- Leader: Klemensas Šeputis
- Founded: October 14, 1995
- Dissolved: September 26, 2011
- Merged into: New Union (Social Liberals)
- Headquarters: Savanorių pr. 7, Vilnius
- Ideology: Business interests Economic reform Economic nationalism

= Lithuanian Party of the Economy =

Political party in Lithuania (1995–2011)

The Lithuanian Party of the Economy (Lietuvos ūkio partija) was a minor political party in Lithuania founded in 1995, largely at the initiative of the Lithuanian business community. After winning no seats in the 1996 Lithuanian parliamentary election and only five seats in the 1997 municipal elections, it ceased activity. The party disbanded in 2011.

==History==
The party was founded on 14 October 1995. Its chairman, Klemensas Šeputis, was the vice-chairman of the Lithuanian Confederation of Industrialists (Lietuvos pramonininkų konfederacija), the largest business professional association in Lithuania, and an advisor to Minister of Economy Albertas Šimėnas in 1992, before his resignation due to conflict over economic policy. Among the party's founders and candidates in the 1996 parliamentary election were Aleksas Bružas, chairman of the Lithuanian Education Employees' Trade Union, Juozas Gaidamavičius, vice-president of business conglomerate "Vikonda", Alfredas Pekeliūnas, chairman of the pork producer Krekenavos Agrofirma and the Lithuanian Pig Growers' Association, Romualdas Rudzys, and other members of the Lithuanian business community.

It received 1.20% of the vote in the 1996 parliamentary election and did not win a single seat. In the 1997 local elections, it won five seats in municipal councils, out of a total of 1,473 throughout the country.
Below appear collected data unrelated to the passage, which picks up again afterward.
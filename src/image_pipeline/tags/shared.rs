//! DNG tags describing the capture as a whole (IFD0 only).

use tracing::warn;

use crate::image_pipeline::common::endian::Endian;
use crate::image_pipeline::common::error::{DngError, Result};
use crate::image_pipeline::common::matrix::{Matrix, Vector};
use crate::image_pipeline::common::rational::{SRational, URational};
use crate::image_pipeline::fingerprint::Fingerprint;
use crate::image_pipeline::tags::directory::TagEntry;
use crate::image_pipeline::tags::parser::{TagHandler, TiffInfo};
use crate::image_pipeline::tags::profile_info::{ProfileInfo, read_matrix};
use crate::image_pipeline::tags::stream::TiffStream;
use crate::image_pipeline::tags::types::{
    FieldType, TagContext, check_tag_count, check_tag_type, check_tag_type_integer,
    check_tag_type_real, tag,
};

/// Maker note carried in `DNGPrivateData`.
#[derive(Debug, Clone, PartialEq)]
pub struct MakerNote {
    pub data: Vec<u8>,
    /// Byte order of the original file the note came from.
    pub endian: Endian,
    /// Offset of the note in the original file.
    pub original_offset: u64,
}

#[derive(Debug, Clone, PartialEq)]
pub struct SharedInfo {
    pub exif_ifd: Option<u64>,
    pub gps_ifd: Option<u64>,

    pub dng_version: u32,
    pub dng_backward_version: u32,
    pub unique_camera_model: String,
    pub localized_camera_model: String,

    pub camera_profile: ProfileInfo,
    pub extra_camera_profiles: Vec<u64>,

    pub camera_calibration_1: Matrix,
    pub camera_calibration_2: Matrix,
    pub camera_calibration_signature: String,
    pub analog_balance: Vector,
    pub as_shot_neutral: Vector,
    pub as_shot_white_xy: Option<(f64, f64)>,

    pub baseline_exposure: SRational,
    pub baseline_noise: URational,
    pub baseline_sharpness: URational,
    pub linear_response_limit: URational,
    pub shadow_scale: URational,
    pub noise_reduction_applied: URational,
    pub colorimetric_reference: u32,
    pub as_shot_profile_name: String,

    pub camera_serial_number: String,
    pub lens_info: Vec<URational>,

    pub dng_private_data: Vec<u8>,
    pub maker_note: Option<MakerNote>,
    pub maker_note_safety: u32,

    pub raw_data_unique_id: Fingerprint,
    pub original_raw_file_name: String,
    pub original_raw_file_digest: Fingerprint,
    pub raw_image_digest: Fingerprint,
    pub new_raw_image_digest: Fingerprint,

    pub xmp: Vec<u8>,
    pub iptc: Vec<u8>,
}

impl Default for SharedInfo {
    fn default() -> Self {
        Self {
            exif_ifd: None,
            gps_ifd: None,
            dng_version: 0,
            dng_backward_version: 0,
            unique_camera_model: String::new(),
            localized_camera_model: String::new(),
            camera_profile: ProfileInfo::default(),
            extra_camera_profiles: Vec::new(),
            camera_calibration_1: Matrix::empty(),
            camera_calibration_2: Matrix::empty(),
            camera_calibration_signature: String::new(),
            analog_balance: Vector::default(),
            as_shot_neutral: Vector::default(),
            as_shot_white_xy: None,
            baseline_exposure: SRational::new(0, 1),
            baseline_noise: URational::new(1, 1),
            baseline_sharpness: URational::new(1, 1),
            linear_response_limit: URational::new(1, 1),
            shadow_scale: URational::new(1, 1),
            noise_reduction_applied: URational::new(0, 0),
            colorimetric_reference: 0,
            as_shot_profile_name: String::new(),
            camera_serial_number: String::new(),
            lens_info: Vec::new(),
            dng_private_data: Vec::new(),
            maker_note: None,
            maker_note_safety: 0,
            raw_data_unique_id: Fingerprint::NULL,
            original_raw_file_name: String::new(),
            original_raw_file_digest: Fingerprint::NULL,
            raw_image_digest: Fingerprint::NULL,
            new_raw_image_digest: Fingerprint::NULL,
            xmp: Vec::new(),
            iptc: Vec::new(),
        }
    }
}

impl SharedInfo {
    pub fn is_dng(&self) -> bool {
        self.dng_version != 0
    }
}

/// Extracts the `MakN` block from `DNGPrivateData`.
///
/// Layout: `"Adobe\0"`, then blocks of a 4-byte tag and a big-endian length.
/// A `MakN` block holds a byte order mark, the original offset (big-endian)
/// and the note itself. Returns `Ok(None)` for private data of other writers.
pub fn parse_maker_note(private_data: &[u8]) -> Result<Option<MakerNote>> {
    const ADOBE: &[u8] = b"Adobe\0";
    if !private_data.starts_with(ADOBE) {
        return Ok(None);
    }
    let mut pos = ADOBE.len();
    while pos + 8 <= private_data.len() {
        let block_tag = &private_data[pos..pos + 4];
        let len = Endian::Big
            .read_u32(private_data, pos + 4)
            .ok_or(DngError::EndOfFile(pos as u64 + 4))? as usize;
        pos += 8;
        let end = pos
            .checked_add(len)
            .filter(|&end| end <= private_data.len())
            .ok_or_else(|| DngError::bad_format(format!("private data block overruns by {}", len)))?;
        if block_tag == b"MakN" {
            if len < 6 {
                return Err(DngError::bad_format("maker note block too short"));
            }
            let endian = Endian::from_marker([private_data[pos], private_data[pos + 1]])
                .ok_or_else(|| DngError::bad_format("maker note byte order"))?;
            let original_offset = Endian::Big
                .read_u32(private_data, pos + 2)
                .ok_or(DngError::EndOfFile(pos as u64 + 2))? as u64;
            return Ok(Some(MakerNote {
                data: private_data[pos + 6..end].to_vec(),
                endian,
                original_offset,
            }));
        }
        pos = end;
    }
    Ok(None)
}

/// Builds `DNGPrivateData` holding one maker note.
pub fn build_private_data(note: &MakerNote) -> Vec<u8> {
    let mut out = Vec::with_capacity(note.data.len() + 20);
    out.extend_from_slice(b"Adobe\0MakN");
    out.extend_from_slice(&((note.data.len() + 6) as u32).to_be_bytes());
    out.extend_from_slice(&note.endian.marker());
    out.extend_from_slice(&(note.original_offset as u32).to_be_bytes());
    out.extend_from_slice(&note.data);
    out
}

fn read_fingerprint(stream: &mut TiffStream<'_>, entry: &TagEntry) -> Result<Fingerprint> {
    check_tag_type(
        entry.code,
        entry.field_type,
        &[FieldType::Byte, FieldType::Undefined],
    )?;
    check_tag_count(entry.code, entry.count, 16, 16)?;
    Fingerprint::from_slice(stream.get_bytes(16)?)
        .ok_or_else(|| DngError::bad_format(format!("tag {} is not a digest", entry.code)))
}

fn read_text(stream: &mut TiffStream<'_>, entry: &TagEntry) -> Result<String> {
    check_tag_type(
        entry.code,
        entry.field_type,
        &[FieldType::Ascii, FieldType::Byte],
    )?;
    stream.tag_value_ascii(entry.count)
}

/// Capture-wide DNG tags in IFD0, plus the EXIF and GPS pointers.
pub struct SharedHandler;

impl SharedHandler {
    fn parse_ifd0(
        stream: &mut TiffStream<'_>,
        entry: &TagEntry,
        shared: &mut SharedInfo,
    ) -> Result<bool> {
        let code = entry.code;
        let ft = entry.field_type;
        let count = entry.count;
        let planes = shared.camera_profile.color_planes;

        match code {
            tag::EXIF_IFD => {
                check_tag_type_integer(code, ft)?;
                check_tag_count(code, count, 1, 1)?;
                shared.exif_ifd = Some(stream.tag_value_u64(ft)?);
            }
            tag::GPS_IFD => {
                check_tag_type_integer(code, ft)?;
                check_tag_count(code, count, 1, 1)?;
                shared.gps_ifd = Some(stream.tag_value_u64(ft)?);
            }
            tag::DNG_VERSION | tag::DNG_BACKWARD_VERSION => {
                check_tag_type(code, ft, &[FieldType::Byte])?;
                check_tag_count(code, count, 4, 4)?;
                let bytes = stream.get_bytes(4)?;
                let version = u32::from_be_bytes([bytes[0], bytes[1], bytes[2], bytes[3]]);
                if code == tag::DNG_VERSION {
                    shared.dng_version = version;
                } else {
                    shared.dng_backward_version = version;
                }
            }
            tag::UNIQUE_CAMERA_MODEL => {
                shared.unique_camera_model = read_text(stream, entry)?;
            }
            tag::LOCALIZED_CAMERA_MODEL => {
                shared.localized_camera_model = read_text(stream, entry)?;
            }
            tag::CAMERA_CALIBRATION_1 | tag::CAMERA_CALIBRATION_2 => {
                check_tag_type_real(code, ft)?;
                check_tag_count(code, count, planes * planes, planes * planes)?;
                let matrix = read_matrix(stream, ft, planes as usize, planes as usize)?;
                if code == tag::CAMERA_CALIBRATION_1 {
                    shared.camera_calibration_1 = matrix;
                } else {
                    shared.camera_calibration_2 = matrix;
                }
            }
            tag::CAMERA_CALIBRATION_SIGNATURE => {
                shared.camera_calibration_signature = read_text(stream, entry)?;
            }
            tag::ANALOG_BALANCE | tag::AS_SHOT_NEUTRAL => {
                check_tag_type_real(code, ft)?;
                check_tag_count(code, count, planes, planes)?;
                let vector = Vector::from_slice(&stream.tag_values_f64(ft, count)?);
                if code == tag::ANALOG_BALANCE {
                    shared.analog_balance = vector;
                } else {
                    shared.as_shot_neutral = vector;
                }
            }
            tag::AS_SHOT_WHITE_XY => {
                check_tag_type_real(code, ft)?;
                check_tag_count(code, count, 2, 2)?;
                let x = stream.tag_value_f64(ft)?;
                let y = stream.tag_value_f64(ft)?;
                shared.as_shot_white_xy = Some((x, y));
            }
            tag::BASELINE_EXPOSURE => {
                check_tag_type_real(code, ft)?;
                check_tag_count(code, count, 1, 1)?;
                shared.baseline_exposure = stream.tag_value_srational(ft)?;
            }
            tag::BASELINE_NOISE
            | tag::BASELINE_SHARPNESS
            | tag::LINEAR_RESPONSE_LIMIT
            | tag::SHADOW_SCALE
            | tag::NOISE_REDUCTION_APPLIED => {
                check_tag_type_real(code, ft)?;
                check_tag_count(code, count, 1, 1)?;
                let value = stream.tag_value_urational(ft)?;
                match code {
                    tag::BASELINE_NOISE => shared.baseline_noise = value,
                    tag::BASELINE_SHARPNESS => shared.baseline_sharpness = value,
                    tag::LINEAR_RESPONSE_LIMIT => shared.linear_response_limit = value,
                    tag::SHADOW_SCALE => shared.shadow_scale = value,
                    _ => shared.noise_reduction_applied = value,
                }
            }
            tag::COLORIMETRIC_REFERENCE => {
                check_tag_type_integer(code, ft)?;
                check_tag_count(code, count, 1, 1)?;
                shared.colorimetric_reference = stream.tag_value_u32(ft)?;
            }
            tag::AS_SHOT_PROFILE_NAME => {
                shared.as_shot_profile_name = read_text(stream, entry)?;
            }
            tag::CAMERA_SERIAL_NUMBER => {
                shared.camera_serial_number = read_text(stream, entry)?;
            }
            tag::LENS_INFO => {
                check_tag_type(code, ft, &[FieldType::Rational])?;
                check_tag_count(code, count, 4, 4)?;
                shared.lens_info = (0..4)
                    .map(|_| stream.tag_value_urational(ft))
                    .collect::<Result<_>>()?;
            }
            tag::DNG_PRIVATE_DATA => {
                check_tag_type(code, ft, &[FieldType::Byte, FieldType::Undefined])?;
                shared.dng_private_data = stream.get_bytes(count as usize)?.to_vec();
                match parse_maker_note(&shared.dng_private_data) {
                    Ok(note) => shared.maker_note = note,
                    Err(e) if e.is_recoverable() => {
                        warn!("Ignoring malformed maker note: {}", e);
                    }
                    Err(e) => return Err(e),
                }
            }
            tag::MAKER_NOTE_SAFETY => {
                check_tag_type_integer(code, ft)?;
                check_tag_count(code, count, 1, 1)?;
                shared.maker_note_safety = stream.tag_value_u32(ft)?;
            }
            tag::RAW_DATA_UNIQUE_ID => {
                shared.raw_data_unique_id = read_fingerprint(stream, entry)?;
            }
            tag::ORIGINAL_RAW_FILE_NAME => {
                shared.original_raw_file_name = read_text(stream, entry)?;
            }
            tag::ORIGINAL_RAW_FILE_DIGEST => {
                shared.original_raw_file_digest = read_fingerprint(stream, entry)?;
            }
            tag::RAW_IMAGE_DIGEST => {
                shared.raw_image_digest = read_fingerprint(stream, entry)?;
            }
            tag::NEW_RAW_IMAGE_DIGEST => {
                shared.new_raw_image_digest = read_fingerprint(stream, entry)?;
            }
            tag::EXTRA_CAMERA_PROFILES => {
                check_tag_type_integer(code, ft)?;
                shared.extra_camera_profiles = stream.tag_values_u64(ft, count)?;
            }
            tag::XMP => {
                check_tag_type(code, ft, &[FieldType::Byte, FieldType::Undefined])?;
                shared.xmp = stream.get_bytes(count as usize)?.to_vec();
            }
            tag::IPTC => {
                check_tag_type(
                    code,
                    ft,
                    &[FieldType::Undefined, FieldType::Byte, FieldType::Long],
                )?;
                shared.iptc = stream.get_bytes(entry.byte_len() as usize)?.to_vec();
            }
            _ => return Ok(false),
        }
        Ok(true)
    }
}

impl TagHandler for SharedHandler {
    fn name(&self) -> &'static str {
        "shared"
    }

    fn parse_tag(
        &self,
        stream: &mut TiffStream<'_>,
        context: TagContext,
        entry: &TagEntry,
        info: &mut TiffInfo,
    ) -> Result<bool> {
        match context {
            TagContext::Ifd(0) => Self::parse_ifd0(stream, entry, &mut info.shared),
            TagContext::Exif if entry.code == tag::GPS_IFD => {
                Self::parse_ifd0(stream, entry, &mut info.shared)
            }
            _ => Ok(false),
        }
    }
}

#[cfg(test)]
mod tests {
    use super::*;

    #[test]
    fn maker_note_survives_private_data() {
        let note = MakerNote {
            data: vec![1, 2, 3, 4, 5],
            endian: Endian::Big,
            original_offset: 0x1234,
        };
        let bytes = build_private_data(&note);
        assert_eq!(parse_maker_note(&bytes).unwrap(), Some(note));
    }

    #[test]
    fn foreign_private_data_has_no_note() {
        assert_eq!(parse_maker_note(b"Nikon\0abc").unwrap(), None);
    }

    #[test]
    fn truncated_maker_note_is_recoverable() {
        let mut bytes = b"Adobe\0MakN".to_vec();
        bytes.extend_from_slice(&100u32.to_be_bytes());
        bytes.extend_from_slice(b"MM");
        let err = parse_maker_note(&bytes).unwrap_err();
        assert!(err.is_recoverable());
    }
}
It did not contest any elections afterwards. In 2011, the party was liquidated.

==Program==
The party's main concerns were economic reforms and creating a more rational and independent economic system. It supported establishing a long-term foreign trade strategy geared towards expansion of exports, granting priority to local businesses in government procurement, mandating that at least 50 percent of external debt should be spent on development of local industry, merging ministries and reducing their number of employees, and establishing an import monopoly for petroleum products, alcohol and tobacco products. It proposed turning Lithuania into a presidential republic, reducing the number of Seimas members and establishing a jury system. Some political scientists have described it as a "social democratic" party.